ABOUT THIS TASK:
Look at each line of the records and count those with "usize" in them. Please answer with the count alone.

ENTRIES PROVIDED:
▬▬▬▬▬▬▬▬▬▬
use pretty_assertions::assert_eq;
use scrape_core::{output_filename, sanitize_base_name, website_name, DEFAULT_WEBSITE_NAME};

#[test]
fn path_segments_become_underscored_filename() {
    assert_eq!(
        output_filename("https://example.com/docs/guide/intro/"),
        "docs_guide_intro.md"
    );
}

#[test]
fn existing_md_extension_is_not_doubled() {
    assert_eq!(output_filename("https://example.com/notes/readme.md"), "notes_readme.md");
    assert_eq!(output_filename("http://example.com/docs/page1.html"), "docs_page1.html.md");
}

#[test]
fn disallowed_characters_are_replaced() {
    assert_eq!(
        output_filename("https://example.com/api/v1:items/a%20b"),
        "api_v1_items_a_20b.md"
    );
}

#[test]
fn root_url_falls_back_to_index() {
    assert_eq!(output_filename("https://example.com"), "index.md");
    assert_eq!(output_filename("https://example.com/"), "index.md");
    assert_eq!(output_filename("https://example.com///"), "index.md");
}

#[test]
fn query_and_fragment_do_not_leak_into_filename() {
    assert_eq!(output_filename("https://example.com/a/b?x=1#top"), "a_b.md");
}

#[test]
fn website_name_replaces_dots() {
    assert_eq!(website_name("https://docs.example.com/a"), "docs_example_com");
    assert_eq!(website_name("::nope::"), DEFAULT_WEBSITE_NAME);
}

#[test]
fn heading_is_sanitized_for_filesystem_use() {
    assert_eq!(
        sanitize_base_name("  Rust: The  Book / Intro? ").as_deref(),
        Some("Rust_The_Book_Intro")
    );
    assert_eq!(sanitize_base_name("CON").as_deref(), Some("CON_"));
    assert_eq!(sanitize_base_name(" /// "), None);
}

#[test]
fn long_headings_are_truncated() {
    let heading = "a".repeat(200);
    let name = sanitize_base_name(&heading).unwrap();
    assert_eq!(name.len(), 80);
}
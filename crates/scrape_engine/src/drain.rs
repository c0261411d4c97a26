use std::sync::{Arc, Condvar, Mutex, MutexGuard};

/// Counts units of work that were enqueued but not yet acknowledged.
///
/// Producers call [`DrainTracker::add`] per enqueued item, consumers call
/// [`DrainTracker::done`] once per item whatever its outcome, and
/// [`DrainTracker::wait`] blocks until the two balance.
#[derive(Debug, Clone, Default)]
pub struct DrainTracker {
    inner: Arc<(Mutex<usize>, Condvar)>,
}

impl DrainTracker {
    pub fn new() -> Self {
        Self::default()
    }

    pub fn add(&self, n: usize) {
        *self.count() += n;
    }

    pub fn done(&self) {
        let mut outstanding = self.count();
        *outstanding = outstanding.saturating_sub(1);
        if *outstanding == 0 {
            self.inner.1.notify_all();
        }
    }

    pub fn outstanding(&self) -> usize {
        *self.count()
    }

    pub fn wait(&self) {
        let mut outstanding = self.count();
        while *outstanding > 0 {
            outstanding = self
                .inner
                .1
                .wait(outstanding)
                .unwrap_or_else(|poisoned| poisoned.into_inner());
        }
    }

    fn count(&self) -> MutexGuard<'_, usize> {
        self.inner
            .0
            .lock()
            .unwrap_or_else(|poisoned| poisoned.into_inner())
    }
}
use std::sync::Arc;

use scrape_logging::{scrape_error, scrape_info, scrape_warn};

use crate::convert::{Converter, Html2MdConverter};
use crate::normalize::normalize_document;

pub const CONVERSION_FAILED_MARKER: &str = "[Markdown conversion failed]";

/// Turns fetched HTML into the final Markdown text of a page.
///
/// Never fails: conversion trouble degrades to [`CONVERSION_FAILED_MARKER`].
#[derive(Clone)]
pub struct PageTransformer {
    converter: Arc<dyn Converter>,
}

impl PageTransformer {
    pub fn new(converter: Arc<dyn Converter>) -> Self {
        Self { converter }
    }

    pub fn transform(&self, base_url: &str, html: &str) -> String {
        let normalized = normalize_document(html, base_url);
        if normalized.used_document_root {
            scrape_warn!(
                url = base_url;
                "No <body> tag found in {}. Attempting conversion from root.", base_url
            );
        }

        let body = if normalized.html.trim().is_empty() {
            scrape_error!(
                url = base_url, error_code = 7002u16;
                "No HTML content found to convert for {}", base_url
            );
            String::new()
        } else {
            match self.converter.to_markdown(&normalized.html) {
                Ok(markdown) => {
                    scrape_info!(
                        url = base_url;
                        "Converted HTML body to Markdown for {}", base_url
                    );
                    normalized.restore_images(&markdown)
                }
                Err(err) => {
                    scrape_error!(
                        url = base_url, error_code = 7001u16;
                        "Markdown conversion failed for {}: {}", base_url, err
                    );
                    CONVERSION_FAILED_MARKER.to_string()
                }
            }
        };

        with_source_footer(&body, base_url)
    }
}

impl Default for PageTransformer {
    fn default() -> Self {
        Self::new(Arc::new(Html2MdConverter))
    }
}

fn with_source_footer(body: &str, url: &str) -> String {
    format!("{body}\n\n---\nSource URL: {url}\n")
}
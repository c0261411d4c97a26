//! Scrape engine: fetch, transform, checklist and write pipeline.
mod convert;
mod decode;
mod drain;
mod extract;
mod fetch;
mod ledger;
mod normalize;
mod orchestrator;
mod persist;
mod pool;
mod retry;
mod transform;
mod types;
mod writer;

pub use convert::{ConvertError, Converter, Html2MdConverter};
pub use decode::{decode_utf8_lossy, DecodedText};
pub use drain::DrainTracker;
pub use extract::first_heading;
pub use fetch::{FetchSettings, Fetcher, ReqwestFetcher};
pub use ledger::{ChecklistLedger, LedgerError, LedgerSummary, MarkOutcome};
pub use normalize::{image_markdown, normalize_document, ImagePlaceholder, NormalizedHtml};
pub use orchestrator::{
    run_scrape, Collaborators, RunError, RunSummary, ScrapeConfig, DEFAULT_OUTPUT_ROOT,
    DEFAULT_WORKERS,
};
pub use persist::{ensure_output_dir, write_atomic, PersistError};
pub use pool::{PoolContext, PoolReport, WorkQueue, WorkerPool};
pub use retry::{RetryPolicy, DEFAULT_MAX_RETRIES};
pub use transform::{PageTransformer, CONVERSION_FAILED_MARKER};
pub use types::{FailureKind, FetchError, FetchMetadata, FetchOutput, TransformedDocument};
pub use writer::{spawn_writer, WriteQueue, WriterHandle, WriterReport};
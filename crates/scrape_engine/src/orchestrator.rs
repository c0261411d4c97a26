//! Wires the queues, pool and writer together for one scrape run.

use std::io;
use std::path::PathBuf;
use std::sync::Arc;

use indicatif::{ProgressBar, ProgressStyle};
use scrape_core::{extract_tree_urls, sanitize_base_name, website_name};
use scrape_logging::{scrape_error, scrape_info, scrape_warn};
use thiserror::Error;

use crate::convert::{Converter, Html2MdConverter};
use crate::extract::first_heading;
use crate::fetch::{FetchSettings, Fetcher, ReqwestFetcher};
use crate::ledger::{ChecklistLedger, LedgerError, LedgerSummary};
use crate::persist::{ensure_output_dir, PersistError};
use crate::pool::{PoolContext, PoolReport, WorkQueue, WorkerPool};
use crate::transform::PageTransformer;
use crate::writer::{spawn_writer, WriterReport};
use crate::FetchError;

pub const DEFAULT_OUTPUT_ROOT: &str = "output_docs";
pub const DEFAULT_WORKERS: usize = 5;

#[derive(Debug, Clone)]
pub struct ScrapeConfig {
    pub tree_url: String,
    pub output_root: PathBuf,
    pub workers: usize,
    pub fetch: FetchSettings,
    pub show_progress: bool,
}

impl ScrapeConfig {
    pub fn new(tree_url: impl Into<String>) -> Self {
        Self {
            tree_url: tree_url.into(),
            output_root: PathBuf::from(DEFAULT_OUTPUT_ROOT),
            workers: DEFAULT_WORKERS,
            fetch: FetchSettings::default(),
            show_progress: true,
        }
    }
}

/// Injected collaborators, so the pipeline can run against fakes.
#[derive(Clone)]
pub struct Collaborators {
    pub fetcher: Arc<dyn Fetcher>,
    pub converter: Arc<dyn Converter>,
}

impl Collaborators {
    pub fn from_settings(settings: &FetchSettings) -> Result<Self, FetchError> {
        Ok(Self {
            fetcher: Arc::new(ReqwestFetcher::new(settings.clone())?),
            converter: Arc::new(Html2MdConverter),
        })
    }
}

#[derive(Debug, Error)]
pub enum RunError {
    #[error("failed to fetch tree index {url}: {source}")]
    TreeFetch { url: String, source: FetchError },
    #[error("no URLs extracted from the tree index")]
    NoUrlsExtracted,
    #[error("no valid URLs found after validation")]
    NoValidUrls,
    #[error("cannot prepare output directory: {0}")]
    OutputDir(#[from] PersistError),
    #[error("cannot write checklist: {0}")]
    Checklist(#[from] LedgerError),
    #[error("failed to start {what}: {source}")]
    Startup {
        what: &'static str,
        source: io::Error,
    },
}

impl RunError {
    /// Numeric classification carried in the `error_code` log field.
    pub fn code(&self) -> u16 {
        match self {
            RunError::TreeFetch { .. } => 6001,
            RunError::NoUrlsExtracted | RunError::NoValidUrls => 6003,
            RunError::OutputDir(_) | RunError::Checklist(_) => 5002,
            RunError::Startup { .. } => 9001,
        }
    }
}

#[derive(Debug, Clone, PartialEq, Eq)]
pub struct RunSummary {
    pub base_name: String,
    pub checklist_path: PathBuf,
    pub docs_dir: PathBuf,
    /// Lines whose last token looked like a URL.
    pub candidates: usize,
    /// Candidates that failed validation.
    pub rejected: usize,
    pub pool: PoolReport,
    pub writer: WriterReport,
    /// `None` when the checklist could not be re-read at the end of the run.
    pub ledger: Option<LedgerSummary>,
}

/// Run a complete scrape.
///
/// Blocks until every URL was processed and every document written. Must be
/// called from a plain thread, not from inside an async runtime.
pub fn run_scrape(config: &ScrapeConfig, collaborators: Collaborators) -> Result<RunSummary, RunError> {
    let runtime = tokio::runtime::Runtime::new().map_err(|source| RunError::Startup {
        what: "async runtime",
        source,
    })?;
    let fetcher = collaborators.fetcher;

    scrape_info!(url = config.tree_url.as_str(); "Starting scrape process for URL tree: {}", config.tree_url);
    let tree = runtime
        .block_on(fetcher.fetch(&config.tree_url))
        .map_err(|source| RunError::TreeFetch {
            url: config.tree_url.clone(),
            source,
        })
        .inspect_err(fatal)?;

    let extracted = extract_tree_urls(&tree.text);
    for line in &extracted.rejected_lines {
        scrape_warn!("Ignoring invalid URL format found in line: {}", line.trim());
    }
    let candidates = extracted.urls.len() + extracted.rejected_lines.len();
    if candidates == 0 {
        let err = RunError::NoUrlsExtracted;
        fatal(&err);
        return Err(err);
    }
    if extracted.urls.is_empty() {
        let err = RunError::NoValidUrls;
        fatal(&err);
        return Err(err);
    }
    let urls = extracted.urls;
    scrape_info!("Extracted {} URLs from the tree structure", urls.len());

    let base_name = derive_base_name(&runtime, fetcher.as_ref(), &urls[0]);
    scrape_info!("Derived base name: {}", base_name);

    let docs_dir = config.output_root.join(format!("{base_name}_docs"));
    ensure_output_dir(&config.output_root)
        .and_then(|()| ensure_output_dir(&docs_dir))
        .map_err(RunError::from)
        .inspect_err(fatal)?;
    scrape_info!("Ensured output directory exists: {}", docs_dir.display());

    let ledger = Arc::new(ChecklistLedger::new(
        config
            .output_root
            .join(format!("{base_name}_scrape_checklist.md")),
    ));
    ledger
        .initialize(&base_name, &urls)
        .map_err(RunError::from)
        .inspect_err(fatal)?;

    let (write_queue, writer) = spawn_writer()
        .map_err(|source| RunError::Startup {
            what: "writer thread",
            source,
        })
        .inspect_err(fatal)?;

    let queue = Arc::new(WorkQueue::new());
    for url in &urls {
        queue.enqueue(url.as_str());
    }
    scrape_info!("Populated URL queue with {} URLs", urls.len());

    let progress = progress_bar(config.show_progress, urls.len() as u64);
    let ctx = Arc::new(PoolContext {
        fetcher: fetcher.clone(),
        transformer: PageTransformer::new(collaborators.converter),
        ledger: ledger.clone(),
        docs_dir: docs_dir.clone(),
        write_queue: write_queue.clone(),
        progress: progress.clone(),
        runtime: runtime.handle().clone(),
    });

    scrape_info!("Setup complete. Starting concurrent URL processing with {} workers", config.workers.max(1));
    let pool = match WorkerPool::start(config.workers, queue.clone(), ctx) {
        Ok(pool) => pool,
        Err(source) => {
            // Let the writer finish what it has before giving up.
            write_queue.stop();
            write_queue.wait_drained();
            writer.join();
            let err = RunError::Startup {
                what: "worker pool",
                source,
            };
            fatal(&err);
            return Err(err);
        }
    };

    scrape_info!("Waiting for all URLs to be processed...");
    queue.join();
    let pool_report = pool.join();
    progress.finish_and_clear();
    scrape_info!(
        "All URLs processed: {} succeeded, {} failed",
        pool_report.succeeded,
        pool_report.failed
    );

    write_queue.stop();
    write_queue.wait_drained();
    let writer_report = writer.join();
    scrape_info!(
        "Write queue drained: {} written, {} failed",
        writer_report.written,
        writer_report.failed
    );

    let ledger_summary = match ledger.summary() {
        Ok(summary) => {
            scrape_info!(
                "Checklist reports {} done, {} pending",
                summary.done,
                summary.pending
            );
            Some(summary)
        }
        Err(err) => {
            scrape_error!(error_code = err.code(); "Could not re-read checklist: {}", err);
            None
        }
    };

    scrape_info!("Scraping process finished.");
    Ok(RunSummary {
        base_name,
        checklist_path: ledger.path().to_path_buf(),
        docs_dir,
        candidates,
        rejected: candidates - urls.len(),
        pool: pool_report,
        writer: writer_report,
        ledger: ledger_summary,
    })
}

/// Base name from the first page's main heading, else from its host.
fn derive_base_name(runtime: &tokio::runtime::Runtime, fetcher: &dyn Fetcher, first_url: &str) -> String {
    match runtime.block_on(fetcher.fetch(first_url)) {
        Ok(page) => {
            if let Some(name) = first_heading(&page.text).and_then(|h| sanitize_base_name(&h)) {
                return name;
            }
            scrape_info!(url = first_url; "No usable heading on {}; using host name", first_url);
        }
        Err(err) => {
            scrape_warn!(
                url = first_url, error_code = err.kind.code();
                "Could not fetch {} to derive a base name; using host name", first_url
            );
        }
    }
    website_name(first_url)
}

fn progress_bar(visible: bool, total: u64) -> ProgressBar {
    if !visible {
        return ProgressBar::hidden();
    }
    let bar = ProgressBar::new(total);
    bar.set_style(
        ProgressStyle::with_template("{msg} [{bar:40}] {pos}/{len} urls ({elapsed})")
            .unwrap_or_else(|_| ProgressStyle::default_bar()),
    );
    bar.set_message("Processing URLs");
    bar
}

fn fatal(err: &RunError) {
    scrape_error!(error_code = err.code(); "{}. Exiting.", err);
}
use std::io::Write;
use std::time::{Duration, SystemTime};
use std::{ffi, fmt, fs, io, path};

use bytes::Bytes;
use serde::Deserialize;

use docfs_store::{Backend, ContainerPath, DocPath, EntryKind, Error, FileBackend};

/// Smallest step used to push a file's mtime past its previous value.
const MTIME_STEP: Duration = Duration::from_micros(1);

/// Construction options for [`FilesystemBackend`].
#[derive(Debug, Clone, Copy, Default, PartialEq, Eq, Deserialize)]
#[serde(default)]
pub struct FilesystemOptions {
    /// Create missing parent directories on write.
    pub create_dirs: bool,
    /// Remove directories left empty by a delete, walking up toward (never including) the root.
    pub prune_empty_dirs: bool,
}

impl FilesystemOptions {
    #[must_use]
    pub fn with_create_dirs(mut self) -> Self {
        self.create_dirs = true;
        self
    }

    #[must_use]
    pub fn with_prune_empty_dirs(mut self) -> Self {
        self.prune_empty_dirs = true;
        self
    }
}

/// A backend mapping every document path onto a file below a root directory.
///
/// Containers are plain directories.  Only files carrying the `.json` suffix are listed as
/// documents; anything else found on disk is left alone.
///
/// The pruning walk performed by [`Backend::delete`] re-checks emptiness without holding any
/// lock, so it can remove a directory another writer has just created and is about to fill.
/// That writer then fails with `NotFound` (or recreates the directory when `create_dirs` is
/// set).
pub struct FilesystemBackend {
    root: path::PathBuf,
    options: FilesystemOptions,
}

impl FilesystemBackend {
    /// Open the document tree at `root`, which must be an existing, writable directory.
    pub fn new(root: path::PathBuf, options: FilesystemOptions) -> Result<Self, Error> {
        let invalid = |path: &path::Path, error: io::Error| Error::RootPathInvalid {
            path: path.to_path_buf(),
            error,
        };

        let canonical = root.canonicalize().map_err(|error| invalid(&root, error))?;
        let attr = fs::metadata(&canonical).map_err(|error| invalid(&root, error))?;
        let problem = if !attr.is_dir() {
            Some("is not a directory")
        } else if attr.permissions().readonly() {
            Some("is read-only")
        } else {
            None
        };
        if let Some(problem) = problem {
            let message = format!("document root {}", problem);
            return Err(invalid(&root, io::Error::other(message)));
        }

        tracing::debug!("Opened document root {} ({:?})", canonical.display(), options);
        Ok(FilesystemBackend {
            root: canonical,
            options,
        })
    }

    pub fn root(&self) -> &path::Path {
        &self.root
    }

    pub fn options(&self) -> FilesystemOptions {
        self.options
    }

    fn file_path<'a>(&self, components: impl IntoIterator<Item = &'a String>) -> path::PathBuf {
        self.root
            .components()
            .chain(
                components
                    .into_iter()
                    .map(|s| path::Component::Normal(ffi::OsStr::new(s))),
            )
            .collect()
    }

    /// Makes sure every ancestor of `path` is a directory, creating missing ones if allowed.
    ///
    /// A file standing where a directory is needed is reported rather than replaced.
    fn prepare_parent(&self, path: &DocPath) -> Result<(), Error> {
        let mut dir = self.root.clone();
        for component in path.parent().iter() {
            dir.push(component);
            match fs::metadata(&dir) {
                Ok(attr) if attr.is_dir() => continue,
                Ok(_) => {
                    return Err(Error::NotAContainer {
                        path: path.to_string(),
                    })
                }
                Err(err) if err.kind() == io::ErrorKind::NotFound => {
                    if !self.options.create_dirs {
                        return Err(Error::not_found(path.parent()));
                    }
                    tracing::debug!("Creating directory {}...", dir.display());
                    match fs::create_dir(&dir) {
                        Ok(()) => {}
                        // Lost a race with another writer creating the same directory.
                        Err(err) if err.kind() == io::ErrorKind::AlreadyExists && dir.is_dir() => {}
                        Err(err) => return Err(classify_write_error(err, path)),
                    }
                }
                Err(err) => return Err(classify_write_error(err, path)),
            }
        }
        Ok(())
    }

    /// Metadata of the file holding a document; containers and missing entries are `NotFound`.
    fn document_metadata(&self, path: &DocPath) -> Result<fs::Metadata, Error> {
        let attr = fs::metadata(self.file_path(path.iter()))
            .map_err(|err| classify_read_error(err, path))?;
        if attr.is_dir() {
            return Err(Error::not_found(path));
        }
        Ok(attr)
    }

    fn read_entries(&self, path: &ContainerPath) -> Result<Vec<walkdir::DirEntry>, Error> {
        let dir = self.file_path(path.iter());
        let attr = fs::metadata(&dir).map_err(|err| classify_read_error(err, path))?;
        if !attr.is_dir() {
            return Err(Error::not_found(path));
        }

        walkdir::WalkDir::new(&dir)
            .min_depth(1)
            .max_depth(1)
            .sort_by_file_name()
            .into_iter()
            .map(|entry| entry.map_err(|err| Error::Io(err.into())))
            .collect()
    }

    /// True if anything other than a directory lives below `dir`.
    fn holds_documents(dir: &path::Path) -> bool {
        walkdir::WalkDir::new(dir)
            .min_depth(1)
            .into_iter()
            .any(|entry| entry.map_or(true, |entry| !entry.file_type().is_dir()))
    }

    fn prune_empty_parents(&self, mut dir: Option<&path::Path>) -> Result<(), Error> {
        while let Some(current) = dir {
            if current == self.root || !current.starts_with(&self.root) {
                break;
            }
            match fs::remove_dir(current) {
                Ok(()) => tracing::debug!("Pruned empty directory {}", current.display()),
                Err(err)
                    if matches!(
                        err.kind(),
                        io::ErrorKind::DirectoryNotEmpty | io::ErrorKind::NotFound
                    ) =>
                {
                    break
                }
                Err(err) => return Err(Error::Io(err)),
            }
            dir = current.parent();
        }
        Ok(())
    }
}

/// The entry's name, or `None` (logged) when it is not valid UTF-8 and so cannot be addressed.
fn entry_name(entry: walkdir::DirEntry) -> Option<String> {
    match entry.file_name().to_str() {
        Some(name) => Some(name.to_owned()),
        None => {
            tracing::debug!("Skipping non UTF-8 entry {}", entry.path().display());
            None
        }
    }
}

fn classify_read_error(err: io::Error, path: &impl fmt::Display) -> Error {
    match err.kind() {
        io::ErrorKind::NotFound | io::ErrorKind::NotADirectory => Error::not_found(path),
        _ => Error::Io(err),
    }
}

fn classify_write_error(err: io::Error, path: &impl fmt::Display) -> Error {
    match err.kind() {
        io::ErrorKind::NotFound => Error::not_found(path),
        io::ErrorKind::NotADirectory => Error::NotAContainer {
            path: path.to_string(),
        },
        io::ErrorKind::IsADirectory => Error::IsContainer {
            path: path.to_string(),
        },
        _ => Error::Io(err),
    }
}

impl Backend for FilesystemBackend {
    fn exists(&self, path: &DocPath) -> Result<bool, Error> {
        match fs::metadata(self.file_path(path.iter())) {
            Ok(attr) => Ok(attr.is_file()),
            Err(err)
                if matches!(
                    err.kind(),
                    io::ErrorKind::NotFound | io::ErrorKind::NotADirectory
                ) =>
            {
                Ok(false)
            }
            Err(err) => Err(Error::Io(err)),
        }
    }

    fn get(&self, path: &DocPath) -> Result<Bytes, Error> {
        self.document_metadata(path)?;

        let file_path = self.file_path(path.iter());
        tracing::debug!("Reading {}...", file_path.display());
        fs::read(&file_path)
            .map(Bytes::from)
            .map_err(|err| classify_read_error(err, path))
    }

    fn write(&self, path: &DocPath, data: Bytes) -> Result<(), Error> {
        self.prepare_parent(path)?;

        let file_path = self.file_path(path.iter());
        let previous = match fs::metadata(&file_path) {
            Ok(attr) if attr.is_dir() => {
                return Err(Error::IsContainer {
                    path: path.to_string(),
                })
            }
            Ok(attr) => Some(attr.modified()?),
            Err(err) if err.kind() == io::ErrorKind::NotFound => None,
            Err(err) => return Err(classify_write_error(err, path)),
        };

        tracing::debug!("Writing {}...", file_path.display());
        let mut f =
            fs::File::create(&file_path).map_err(|err| classify_write_error(err, path))?;
        f.write_all(&data)?;

        // Filesystem clocks can be coarser than the rate of rewrites.
        if let Some(previous) = previous {
            if f.metadata()?.modified()? <= previous {
                f.set_modified(previous + MTIME_STEP)?;
            }
        }

        Ok(())
    }

    fn delete(&self, path: &DocPath) -> Result<(), Error> {
        let file_path = self.file_path(path.iter());
        let attr = fs::metadata(&file_path).map_err(|err| classify_read_error(err, path))?;

        if attr.is_dir() {
            if !self.options.prune_empty_dirs {
                return Err(Error::CannotDeleteDirectory {
                    path: path.to_string(),
                });
            }
            if Self::holds_documents(&file_path) {
                return Err(Error::IsContainer {
                    path: path.to_string(),
                });
            }
            tracing::debug!("Removing empty directory tree {}...", file_path.display());
            fs::remove_dir_all(&file_path).map_err(|err| classify_read_error(err, path))?;
        } else {
            tracing::debug!("Deleting {}...", file_path.display());
            fs::remove_file(&file_path).map_err(|err| classify_read_error(err, path))?;
        }

        if self.options.prune_empty_dirs {
            self.prune_empty_parents(file_path.parent())?;
        }

        Ok(())
    }

    fn list(&self, path: &ContainerPath) -> Result<Vec<String>, Error> {
        Ok(self
            .read_entries(path)?
            .into_iter()
            .filter(|entry| entry.file_type().is_file())
            .filter_map(entry_name)
            // Only names a `DocPath` can address again, so `.json` alone is skipped.
            .filter(|name| path.join_document(name).is_ok())
            .collect())
    }

    fn last_modified(&self, path: &DocPath) -> Result<SystemTime, Error> {
        Ok(self.document_metadata(path)?.modified()?)
    }
}

impl FileBackend for FilesystemBackend {
    fn list_types(&self, path: &ContainerPath, kind: EntryKind) -> Result<Vec<String>, Error> {
        Ok(self
            .read_entries(path)?
            .into_iter()
            .filter(|entry| match kind {
                EntryKind::Document => entry.file_type().is_file(),
                EntryKind::Container => entry.file_type().is_dir(),
            })
            .filter_map(entry_name)
            .collect())
    }
}
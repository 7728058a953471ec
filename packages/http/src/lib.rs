//! # docfs-http
//!
//! A request/response document service over any docfs backend.
//!
//! Requests carry an [`http::Method`], a document path and a raw body; responses carry an
//! [`http::StatusCode`], headers and a decoded JSON body.  Transport, routing and
//! authentication are left to whatever embeds the service.
//!
//! | Method        | Success                          |
//! |---------------|----------------------------------|
//! | GET           | 200, document + `Last-Modified`  |
//! | HEAD          | 200, `Last-Modified` only        |
//! | PUT / POST    | 201                              |
//! | PATCH         | 200, merged document             |
//! | DELETE        | 204                              |
//! | OPTIONS       | 200, `Allow`                     |
//!
//! Errors come back as `{"error": "..."}` with 400, 404, 405 or 500 depending on
//! [`docfs_store::ErrorKind`].

pub mod error;
pub mod service;
pub mod types;

pub use error::Error;
pub use service::{
    DocumentService, GET_ALL_SUFFIX, LIST_ALL_SUFFIX, LIST_DIR_SUFFIX, WITHOUT_EXTENSION_PARAM,
};
pub use types::{DocRequest, DocResponse};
▬▬▬▬▬▬▬▬▬▬
SOLUTION FOR THIS PROBLEM:
8